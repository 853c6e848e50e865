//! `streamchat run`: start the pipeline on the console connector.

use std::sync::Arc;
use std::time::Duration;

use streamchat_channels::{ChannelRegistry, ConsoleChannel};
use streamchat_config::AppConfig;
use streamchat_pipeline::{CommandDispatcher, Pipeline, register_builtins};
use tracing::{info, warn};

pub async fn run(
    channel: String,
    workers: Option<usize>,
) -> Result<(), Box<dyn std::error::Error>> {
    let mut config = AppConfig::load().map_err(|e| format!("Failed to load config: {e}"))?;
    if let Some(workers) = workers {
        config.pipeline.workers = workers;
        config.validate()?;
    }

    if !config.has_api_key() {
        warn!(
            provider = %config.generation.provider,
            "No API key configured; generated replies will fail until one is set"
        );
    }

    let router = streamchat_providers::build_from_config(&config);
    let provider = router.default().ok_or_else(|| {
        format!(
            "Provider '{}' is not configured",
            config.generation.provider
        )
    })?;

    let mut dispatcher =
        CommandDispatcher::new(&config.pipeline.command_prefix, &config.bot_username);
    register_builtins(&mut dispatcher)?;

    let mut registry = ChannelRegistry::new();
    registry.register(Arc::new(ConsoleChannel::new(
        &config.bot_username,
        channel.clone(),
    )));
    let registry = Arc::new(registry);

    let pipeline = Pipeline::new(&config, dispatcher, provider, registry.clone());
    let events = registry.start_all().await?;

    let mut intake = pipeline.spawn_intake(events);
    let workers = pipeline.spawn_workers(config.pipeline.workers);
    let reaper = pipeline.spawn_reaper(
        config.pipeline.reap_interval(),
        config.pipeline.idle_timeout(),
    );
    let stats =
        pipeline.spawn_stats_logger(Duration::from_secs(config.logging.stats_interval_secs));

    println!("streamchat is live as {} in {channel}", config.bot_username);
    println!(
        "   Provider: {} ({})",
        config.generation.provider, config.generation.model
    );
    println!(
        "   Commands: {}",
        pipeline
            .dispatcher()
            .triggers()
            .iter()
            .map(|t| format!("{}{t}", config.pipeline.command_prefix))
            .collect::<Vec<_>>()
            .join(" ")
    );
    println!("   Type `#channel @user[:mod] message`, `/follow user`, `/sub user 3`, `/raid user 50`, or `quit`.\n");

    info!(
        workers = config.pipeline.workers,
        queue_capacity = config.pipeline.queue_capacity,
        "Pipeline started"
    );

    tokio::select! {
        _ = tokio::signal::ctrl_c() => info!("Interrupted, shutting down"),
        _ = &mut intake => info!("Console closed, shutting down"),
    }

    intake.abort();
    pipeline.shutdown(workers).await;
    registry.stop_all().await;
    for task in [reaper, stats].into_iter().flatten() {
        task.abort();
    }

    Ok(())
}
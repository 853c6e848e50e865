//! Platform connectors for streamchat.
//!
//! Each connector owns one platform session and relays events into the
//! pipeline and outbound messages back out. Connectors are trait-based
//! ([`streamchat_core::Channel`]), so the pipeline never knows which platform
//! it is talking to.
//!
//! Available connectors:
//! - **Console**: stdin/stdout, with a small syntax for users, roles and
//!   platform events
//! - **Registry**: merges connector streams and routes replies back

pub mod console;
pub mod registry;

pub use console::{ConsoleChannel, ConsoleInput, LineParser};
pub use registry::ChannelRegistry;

---

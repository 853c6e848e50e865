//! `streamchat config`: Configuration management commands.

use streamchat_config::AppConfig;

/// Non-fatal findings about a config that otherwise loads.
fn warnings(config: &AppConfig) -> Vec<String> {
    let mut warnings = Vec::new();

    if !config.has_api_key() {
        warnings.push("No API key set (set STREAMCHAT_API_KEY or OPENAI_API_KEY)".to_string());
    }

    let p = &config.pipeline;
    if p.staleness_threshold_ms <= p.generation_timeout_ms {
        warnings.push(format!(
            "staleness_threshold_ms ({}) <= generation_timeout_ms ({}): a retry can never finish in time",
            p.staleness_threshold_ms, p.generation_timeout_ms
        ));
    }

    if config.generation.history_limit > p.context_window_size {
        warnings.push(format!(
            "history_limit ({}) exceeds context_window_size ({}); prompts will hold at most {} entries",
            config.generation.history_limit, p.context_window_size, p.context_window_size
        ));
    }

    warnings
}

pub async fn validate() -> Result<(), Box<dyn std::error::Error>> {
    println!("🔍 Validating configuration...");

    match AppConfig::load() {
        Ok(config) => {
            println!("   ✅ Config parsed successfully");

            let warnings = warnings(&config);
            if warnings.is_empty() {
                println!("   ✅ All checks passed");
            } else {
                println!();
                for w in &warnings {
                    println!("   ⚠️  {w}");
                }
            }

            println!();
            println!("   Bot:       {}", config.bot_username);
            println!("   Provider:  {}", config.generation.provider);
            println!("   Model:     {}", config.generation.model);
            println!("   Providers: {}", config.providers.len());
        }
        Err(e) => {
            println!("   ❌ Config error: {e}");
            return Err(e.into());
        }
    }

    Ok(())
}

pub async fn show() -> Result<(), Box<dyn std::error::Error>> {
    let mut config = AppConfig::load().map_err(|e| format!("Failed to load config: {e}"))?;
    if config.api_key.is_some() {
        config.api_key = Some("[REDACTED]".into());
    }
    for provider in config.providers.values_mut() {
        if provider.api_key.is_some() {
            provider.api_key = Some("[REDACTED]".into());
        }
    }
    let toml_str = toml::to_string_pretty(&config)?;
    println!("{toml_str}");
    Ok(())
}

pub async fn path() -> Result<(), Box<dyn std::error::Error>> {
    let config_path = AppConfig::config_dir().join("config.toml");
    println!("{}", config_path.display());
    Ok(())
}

WHAT THE TASK REQUIRES.
In the records above, some lines may contain the word "will"; copy every one of them.

FINAL ANSWER.
            "No API key configured; generated replies will fail until one is set"
            "history_limit ({}) exceeds context_window_size ({}); prompts will hold at most {} entries",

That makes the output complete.